Task requirements => Transcribe the records that follow, keeping every word as it stands.

Data to use =>
● ● ●
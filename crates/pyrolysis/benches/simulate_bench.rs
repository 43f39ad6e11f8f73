use criterion::{black_box, criterion_group, criterion_main, Criterion};
use pyrolysis::{simulate, Catalog, Feedstock, SimulationInputs};
use studio_core::{CatalystId, HeatSourceId, Mixture, ModeId};

fn bench_simulate(c: &mut Criterion) {
    let catalog = Catalog::builtin();
    let mixture = Mixture::new([("pino", 60.0), ("polietileno", 40.0)]).unwrap();
    let inputs = SimulationInputs {
        feedstock: Feedstock::Advanced(mixture),
        mode_id: ModeId::new("rapida"),
        heat_source_id: HeatSourceId::new("electrica_renovable"),
        catalyst_id: Some(CatalystId::new("zsm5")),
        temperature_c: 520.0,
        residence_time_s: 2.0,
        oxygen_pct: 1.0,
    };
    c.bench_function("simulate blended feed", |b| {
        b.iter(|| black_box(simulate(&catalog, &inputs)))
    });
}

criterion_group!(benches, bench_simulate);
criterion_main!(benches);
● ● ●
Response area =>
filename crates/pyrolysis/benches/simulate_bench.rs
repository 43f39ad6e11f8f73
use criterion::{black_box, criterion_group, criterion_main, Criterion};
use pyrolysis::{simulate, Catalog, Feedstock, SimulationInputs};
use studio_core::{CatalystId, HeatSourceId, Mixture, ModeId};

fn bench_simulate(c: &mut Criterion) {
    let catalog = Catalog::builtin();
    let mixture = Mixture::new([("pino", 60.0), ("polietileno", 40.0)]).unwrap();
    let inputs = SimulationInputs {
        feedstock: Feedstock::Advanced(mixture),
        mode_id: ModeId::new("rapida"),
        heat_source_id: HeatSourceId::new("electrica_renovable"),
        catalyst_id: Some(CatalystId::new("zsm5")),
        temperature_c: 520.0,
        residence_time_s: 2.0,
        oxygen_pct: 1.0,
    };
    c.bench_function("simulate blended feed", |b| {
        b.iter(|| black_box(simulate(&catalog, &inputs)))
    });
}

criterion_group!(benches, bench_simulate);
criterion_main!(benches);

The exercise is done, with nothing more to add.